Data START

pub mod password;
pub mod storage;
pub mod validation;

pub use storage::ClientStorage;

Data END

Directions for this task
Everything from the line with "pub mod validation;" to the end of the listing, and only that, is to be set down exactly, line by line.

Solution to this exercise
pub mod validation;

pub use storage::ClientStorage;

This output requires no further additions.